Commons Gallery, 404 Visual Arts Facility, UC San Diego
Fundamentally as a species, we are prosthetic beings that have co-evolved with various forms of technology and external materiality (1). As the centuries have accumulated, so too our tech has evolved, our systems become more elaborate, our power over the forces of the world grown in scale, and the human population grown out of proportion with the rest of the world’s species. It is now 2019, and our persistent belief in human exceptionalism, progress, and the perpetuation of growth has become blatantly unsustainable, yet still persists. Capitalism, the predominant socio-political framework for much of the developed world today, by its very nature hinges around unsustainable consumptive practices. A seemingly unshakable belief in the myth of progress, constant growth, and an obsession with quarterly returns are by their very nature antithetical to long-term thinking and sustainability (2). The Promise of Progress takes the above as its premise and offers a place for reflection about the complexity of the issues at hand. I am utilizing the reflection pool and mirror as means by which to create space for reflection on human agency as well as complicating the experience; disrupting it by incrementally raising the water level and polluting it via industrial apparatus in reference to current worldwide rising sea levels and acidification due to human activity.

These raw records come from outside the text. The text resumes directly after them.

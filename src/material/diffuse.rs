use crate::material::MaterialEvalContext;
use crate::reflection::DiffuseBxDF;
use crate::spectrum::{SampledWavelengths, Spectrum};

#[derive(Clone, Debug)]
pub struct DiffuseMaterial {
    reflectance: Spectrum,
}

impl DiffuseMaterial {
    pub fn new(reflectance: Spectrum) -> Self {
        Self { reflectance }
    }

    pub fn get_bxdf(&self, _ctx: &MaterialEvalContext, lambda: &mut SampledWavelengths) -> DiffuseBxDF {
        let r = self.reflectance.sample(lambda).clamp(0.0, 1.0);
        DiffuseBxDF::new(r)
    }
}

#[cfg(test)]
mod tests {
    use super::*;
    use crate::material::tests::test_context;
    use crate::reflection::{BxDFModel, TransportMode};
    use crate::spectrum::SampledSpectrum;
    use crate::INV_PI;
    use approx::assert_relative_eq;

    #[test]
    fn test_reflectance_is_clamped() {
        let material = DiffuseMaterial::new(Spectrum::constant(1.5));
        let mut lambda = SampledWavelengths::sample_visible(0.5);
        let bxdf = material.get_bxdf(&test_context(), &mut lambda);
        let wo = vec3f!(0, 0, 1);
        assert_relative_eq!(bxdf.f(wo, wo, TransportMode::Radiance), SampledSpectrum::uniform(INV_PI));
    }
}
use rand::{Rng, SeedableRng};
use rand_xoshiro::Xoshiro256Plus;

use crate::hash::hash_values;
use crate::sampler::{to_unit_float, Sampler};
use crate::{Float, Point2f, Point2i};

/// Uniform random draws from a stream seeded by the pixel and sample index.
#[derive(Clone, Debug)]
pub struct IndependentSampler {
    samples_per_pixel: u32,
    seed: u64,
    rng: Xoshiro256Plus,
    pixel_rng: Xoshiro256Plus,
}

impl IndependentSampler {
    pub fn new(samples_per_pixel: u32, seed: u64) -> Self {
        Self {
            samples_per_pixel,
            seed,
            rng: Xoshiro256Plus::seed_from_u64(seed),
            pixel_rng: Xoshiro256Plus::seed_from_u64(seed),
        }
    }
}

/// Seeds one stream of a pixel sample. `domain` keeps the film-position stream apart from the
/// general one.
pub(crate) fn pixel_sample_rng(p_pixel: Point2i, sample_index: u32, seed: u64, domain: u64) -> Xoshiro256Plus {
    let key = [p_pixel.x as u64, p_pixel.y as u64, sample_index as u64, seed, domain];
    Xoshiro256Plus::seed_from_u64(hash_values(&key))
}

impl Sampler for IndependentSampler {
    fn samples_per_pixel(&self) -> u32 {
        self.samples_per_pixel
    }

    fn start_pixel_sample(&mut self, p_pixel: Point2i, sample_index: u32, dimension: u32) {
        self.rng = pixel_sample_rng(p_pixel, sample_index, self.seed, 0);
        self.pixel_rng = pixel_sample_rng(p_pixel, sample_index, self.seed, 1);
        for _ in 0..dimension {
            self.rng.gen::<u64>();
        }
    }

    fn get_1d(&mut self) -> Float {
        to_unit_float(self.rng.gen())
    }

    fn get_2d(&mut self) -> Point2f {
        Point2f::new(self.get_1d(), self.get_1d())
    }

    fn get_pixel_2d(&mut self) -> Point2f {
        Point2f::new(to_unit_float(self.pixel_rng.gen()), to_unit_float(self.pixel_rng.gen()))
    }
}

#[cfg(test)]
mod tests {
    use super::*;
    use pretty_assertions::assert_eq;

    fn draws(sampler: &mut IndependentSampler) -> Vec<Float> {
        let mut v: Vec<Float> = (0..8).map(|_| sampler.get_1d()).collect();
        let p = sampler.get_pixel_2d();
        v.extend([p.x, p.y]);
        v
    }

    #[test]
    fn test_same_pixel_sample_reproduces_draws() {
        let mut a = IndependentSampler::new(16, 7);
        let mut b = IndependentSampler::new(16, 7);
        // unrelated state before restarting must not matter
        b.start_pixel_sample(Point2i::new(1, 1), 3, 0);
        b.get_2d();

        a.start_pixel_sample(Point2i::new(10, 20), 5, 0);
        b.start_pixel_sample(Point2i::new(10, 20), 5, 0);
        assert_eq!(draws(&mut a), draws(&mut b));
    }

    #[test]
    fn test_dimension_skips_draws() {
        let mut a = IndependentSampler::new(16, 7);
        a.start_pixel_sample(Point2i::new(2, 2), 1, 0);
        a.get_1d();
        let second = a.get_1d();
        a.start_pixel_sample(Point2i::new(2, 2), 1, 1);
        assert_eq!(a.get_1d(), second);
    }

    #[test]
    fn test_different_samples_differ() {
        let mut a = IndependentSampler::new(16, 7);
        a.start_pixel_sample(Point2i::new(2, 2), 1, 0);
        let x = a.get_1d();
        a.start_pixel_sample(Point2i::new(2, 2), 2, 0);
        assert_ne!(x, a.get_1d());
    }
}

The anthropogenic issues we face, and the systems and accretions over time that have lead us here are complex beyond our capacity to fully explicate, our future even more uncertain and infeasible to predict. No simple answers are offered, only an ever increasing sense of exigency as the pools rise and darken over the course of this exhibition. The Promise of Progress asserts that the very framework of capitalism and its associated persistent and unwavering adherence to the illusion of human progress underpins our current environmental crisis and is our greatest impediment toward building a future world that is in balance.
(1) Wolfe, Cary. What is Posthumanism? Minneapolis: University of Minnesota Press, 2010.
(2) Lippard, Lucy R. Undermining: A wild ride through land use, politics, and art in the changing west. New York and London: The New Press, 2014.